Goal of the exercise: Print the listing below in its entirety, character for character.

Records for this exercise:
-=-=-

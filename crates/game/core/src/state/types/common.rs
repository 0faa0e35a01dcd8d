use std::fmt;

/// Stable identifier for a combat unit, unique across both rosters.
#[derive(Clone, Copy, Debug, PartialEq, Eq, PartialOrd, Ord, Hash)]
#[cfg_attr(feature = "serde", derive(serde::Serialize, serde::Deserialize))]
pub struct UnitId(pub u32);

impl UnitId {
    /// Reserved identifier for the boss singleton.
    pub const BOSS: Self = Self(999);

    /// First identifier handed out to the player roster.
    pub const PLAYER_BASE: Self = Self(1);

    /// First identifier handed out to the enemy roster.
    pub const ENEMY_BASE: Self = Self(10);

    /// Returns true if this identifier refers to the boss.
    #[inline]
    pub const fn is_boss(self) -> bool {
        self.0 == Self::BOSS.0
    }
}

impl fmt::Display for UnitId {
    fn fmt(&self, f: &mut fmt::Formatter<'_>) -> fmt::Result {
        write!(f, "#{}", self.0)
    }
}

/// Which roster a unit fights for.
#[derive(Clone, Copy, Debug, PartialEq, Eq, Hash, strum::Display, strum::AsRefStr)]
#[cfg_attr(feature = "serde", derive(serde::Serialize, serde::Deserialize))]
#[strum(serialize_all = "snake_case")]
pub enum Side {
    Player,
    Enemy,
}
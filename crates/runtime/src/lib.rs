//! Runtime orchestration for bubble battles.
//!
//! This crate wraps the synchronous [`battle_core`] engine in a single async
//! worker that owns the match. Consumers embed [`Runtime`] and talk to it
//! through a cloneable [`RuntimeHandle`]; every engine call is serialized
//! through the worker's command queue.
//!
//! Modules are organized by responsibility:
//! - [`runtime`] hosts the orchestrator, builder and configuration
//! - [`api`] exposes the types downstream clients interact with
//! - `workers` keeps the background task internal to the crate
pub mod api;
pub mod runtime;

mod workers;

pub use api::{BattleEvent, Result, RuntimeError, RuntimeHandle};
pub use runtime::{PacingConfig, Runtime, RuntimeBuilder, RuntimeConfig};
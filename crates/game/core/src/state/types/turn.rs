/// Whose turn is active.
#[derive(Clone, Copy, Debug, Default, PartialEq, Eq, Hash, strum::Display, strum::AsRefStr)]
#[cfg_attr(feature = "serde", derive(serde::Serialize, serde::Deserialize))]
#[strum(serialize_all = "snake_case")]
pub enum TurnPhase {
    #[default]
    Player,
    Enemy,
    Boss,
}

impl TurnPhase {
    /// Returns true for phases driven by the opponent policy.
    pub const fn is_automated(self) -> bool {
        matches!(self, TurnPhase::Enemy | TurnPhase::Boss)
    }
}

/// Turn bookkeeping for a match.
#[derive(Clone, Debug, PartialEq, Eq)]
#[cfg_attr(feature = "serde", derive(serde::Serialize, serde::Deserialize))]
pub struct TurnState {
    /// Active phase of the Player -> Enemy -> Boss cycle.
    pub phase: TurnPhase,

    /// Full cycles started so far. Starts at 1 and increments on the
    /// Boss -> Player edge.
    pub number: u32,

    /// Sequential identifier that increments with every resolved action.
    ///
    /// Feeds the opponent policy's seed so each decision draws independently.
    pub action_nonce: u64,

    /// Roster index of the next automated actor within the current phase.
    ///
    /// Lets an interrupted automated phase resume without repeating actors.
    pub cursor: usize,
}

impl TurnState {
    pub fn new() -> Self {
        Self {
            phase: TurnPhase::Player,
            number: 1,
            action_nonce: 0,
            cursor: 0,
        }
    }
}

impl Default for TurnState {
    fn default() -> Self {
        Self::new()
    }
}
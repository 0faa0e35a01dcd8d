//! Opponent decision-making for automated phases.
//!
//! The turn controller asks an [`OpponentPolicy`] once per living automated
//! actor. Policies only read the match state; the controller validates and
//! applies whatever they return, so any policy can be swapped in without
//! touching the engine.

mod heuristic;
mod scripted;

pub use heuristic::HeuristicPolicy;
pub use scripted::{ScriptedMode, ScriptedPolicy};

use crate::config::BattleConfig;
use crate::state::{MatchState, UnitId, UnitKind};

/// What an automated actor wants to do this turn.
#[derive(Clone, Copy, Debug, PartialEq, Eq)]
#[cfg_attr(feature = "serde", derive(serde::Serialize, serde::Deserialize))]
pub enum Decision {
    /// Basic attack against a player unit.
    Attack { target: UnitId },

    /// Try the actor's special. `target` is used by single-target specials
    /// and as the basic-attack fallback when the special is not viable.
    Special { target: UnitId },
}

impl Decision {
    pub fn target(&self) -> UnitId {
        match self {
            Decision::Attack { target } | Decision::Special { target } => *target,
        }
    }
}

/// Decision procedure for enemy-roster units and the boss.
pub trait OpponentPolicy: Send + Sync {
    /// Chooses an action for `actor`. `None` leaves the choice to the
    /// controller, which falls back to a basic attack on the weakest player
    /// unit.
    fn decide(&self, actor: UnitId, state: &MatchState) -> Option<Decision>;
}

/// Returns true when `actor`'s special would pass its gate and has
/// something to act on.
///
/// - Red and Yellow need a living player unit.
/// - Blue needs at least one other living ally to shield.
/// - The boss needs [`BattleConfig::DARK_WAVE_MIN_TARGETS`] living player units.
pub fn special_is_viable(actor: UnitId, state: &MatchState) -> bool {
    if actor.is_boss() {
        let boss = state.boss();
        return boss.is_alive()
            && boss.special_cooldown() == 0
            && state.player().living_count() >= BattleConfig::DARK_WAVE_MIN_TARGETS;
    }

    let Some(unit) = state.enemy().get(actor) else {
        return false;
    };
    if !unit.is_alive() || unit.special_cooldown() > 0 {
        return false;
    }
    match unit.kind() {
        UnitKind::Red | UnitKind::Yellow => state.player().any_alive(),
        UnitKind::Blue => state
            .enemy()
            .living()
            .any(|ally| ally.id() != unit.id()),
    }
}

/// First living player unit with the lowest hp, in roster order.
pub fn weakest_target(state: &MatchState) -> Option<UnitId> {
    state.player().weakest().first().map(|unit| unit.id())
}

-=-=-

Written reply:
filename crates/game/core/src/state/types/common.rs
repository 0faa0e35a01dcd8d
use std::fmt;

/// Stable identifier for a combat unit, unique across both rosters.
#[derive(Clone, Copy, Debug, PartialEq, Eq, PartialOrd, Ord, Hash)]
#[cfg_attr(feature = "serde", derive(serde::Serialize, serde::Deserialize))]
pub struct UnitId(pub u32);

impl UnitId {
    /// Reserved identifier for the boss singleton.
    pub const BOSS: Self = Self(999);

    /// First identifier handed out to the player roster.
    pub const PLAYER_BASE: Self = Self(1);

    /// First identifier handed out to the enemy roster.
    pub const ENEMY_BASE: Self = Self(10);

    /// Returns true if this identifier refers to the boss.
    #[inline]
    pub const fn is_boss(self) -> bool {
        self.0 == Self::BOSS.0
    }
}

impl fmt::Display for UnitId {
    fn fmt(&self, f: &mut fmt::Formatter<'_>) -> fmt::Result {
        write!(f, "#{}", self.0)
    }
}

/// Which roster a unit fights for.
#[derive(Clone, Copy, Debug, PartialEq, Eq, Hash, strum::Display, strum::AsRefStr)]
#[cfg_attr(feature = "serde", derive(serde::Serialize, serde::Deserialize))]
#[strum(serialize_all = "snake_case")]
pub enum Side {
    Player,
    Enemy,
}
filename crates/runtime/src/lib.rs
//! Runtime orchestration for bubble battles.
//!
//! This crate wraps the synchronous [`battle_core`] engine in a single async
//! worker that owns the match. Consumers embed [`Runtime`] and talk to it
//! through a cloneable [`RuntimeHandle`]; every engine call is serialized
//! through the worker's command queue.
//!
//! Modules are organized by responsibility:
//! - [`runtime`] hosts the orchestrator, builder and configuration
//! - [`api`] exposes the types downstream clients interact with
//! - `workers` keeps the background task internal to the crate
pub mod api;
pub mod runtime;

mod workers;

pub use api::{BattleEvent, Result, RuntimeError, RuntimeHandle};
pub use runtime::{PacingConfig, Runtime, RuntimeBuilder, RuntimeConfig};
filename crates/game/core/src/state/types/turn.rs
/// Whose turn is active.
#[derive(Clone, Copy, Debug, Default, PartialEq, Eq, Hash, strum::Display, strum::AsRefStr)]
#[cfg_attr(feature = "serde", derive(serde::Serialize, serde::Deserialize))]
#[strum(serialize_all = "snake_case")]
pub enum TurnPhase {
    #[default]
    Player,
    Enemy,
    Boss,
}

impl TurnPhase {
    /// Returns true for phases driven by the opponent policy.
    pub const fn is_automated(self) -> bool {
        matches!(self, TurnPhase::Enemy | TurnPhase::Boss)
    }
}

/// Turn bookkeeping for a match.
#[derive(Clone, Debug, PartialEq, Eq)]
#[cfg_attr(feature = "serde", derive(serde::Serialize, serde::Deserialize))]
pub struct TurnState {
    /// Active phase of the Player -> Enemy -> Boss cycle.
    pub phase: TurnPhase,

    /// Full cycles started so far. Starts at 1 and increments on the
    /// Boss -> Player edge.
    pub number: u32,

    /// Sequential identifier that increments with every resolved action.
    ///
    /// Feeds the opponent policy's seed so each decision draws independently.
    pub action_nonce: u64,

    /// Roster index of the next automated actor within the current phase.
    ///
    /// Lets an interrupted automated phase resume without repeating actors.
    pub cursor: usize,
}

impl TurnState {
    pub fn new() -> Self {
        Self {
            phase: TurnPhase::Player,
            number: 1,
            action_nonce: 0,
            cursor: 0,
        }
    }
}

impl Default for TurnState {
    fn default() -> Self {
        Self::new()
    }
}
repository 0faa0e35a01dcd8d
//! Opponent decision-making for automated phases.
//!
//! The turn controller asks an [`OpponentPolicy`] once per living automated
//! actor. Policies only read the match state; the controller validates and
//! applies whatever they return, so any policy can be swapped in without
//! touching the engine.

mod heuristic;
mod scripted;

pub use heuristic::HeuristicPolicy;
pub use scripted::{ScriptedMode, ScriptedPolicy};

use crate::config::BattleConfig;
use crate::state::{MatchState, UnitId, UnitKind};

/// What an automated actor wants to do this turn.
#[derive(Clone, Copy, Debug, PartialEq, Eq)]
#[cfg_attr(feature = "serde", derive(serde::Serialize, serde::Deserialize))]
pub enum Decision {
    /// Basic attack against a player unit.
    Attack { target: UnitId },

    /// Try the actor's special. `target` is used by single-target specials
    /// and as the basic-attack fallback when the special is not viable.
    Special { target: UnitId },
}

impl Decision {
    pub fn target(&self) -> UnitId {
        match self {
            Decision::Attack { target } | Decision::Special { target } => *target,
        }
    }
}

/// Decision procedure for enemy-roster units and the boss.
pub trait OpponentPolicy: Send + Sync {
    /// Chooses an action for `actor`. `None` leaves the choice to the
    /// controller, which falls back to a basic attack on the weakest player
    /// unit.
    fn decide(&self, actor: UnitId, state: &MatchState) -> Option<Decision>;
}

/// Returns true when `actor`'s special would pass its gate and has
/// something to act on.
///
/// - Red and Yellow need a living player unit.
/// - Blue needs at least one other living ally to shield.
/// - The boss needs [`BattleConfig::DARK_WAVE_MIN_TARGETS`] living player units.
pub fn special_is_viable(actor: UnitId, state: &MatchState) -> bool {
    if actor.is_boss() {
        let boss = state.boss();
        return boss.is_alive()
            && boss.special_cooldown() == 0
            && state.player().living_count() >= BattleConfig::DARK_WAVE_MIN_TARGETS;
    }

    let Some(unit) = state.enemy().get(actor) else {
        return false;
    };
    if !unit.is_alive() || unit.special_cooldown() > 0 {
        return false;
    }
    match unit.kind() {
        UnitKind::Red | UnitKind::Yellow => state.player().any_alive(),
        UnitKind::Blue => state
            .enemy()
            .living()
            .any(|ally| ally.id() != unit.id()),
    }
}

/// First living player unit with the lowest hp, in roster order.
pub fn weakest_target(state: &MatchState) -> Option<UnitId> {
    state.player().weakest().first().map(|unit| unit.id())
}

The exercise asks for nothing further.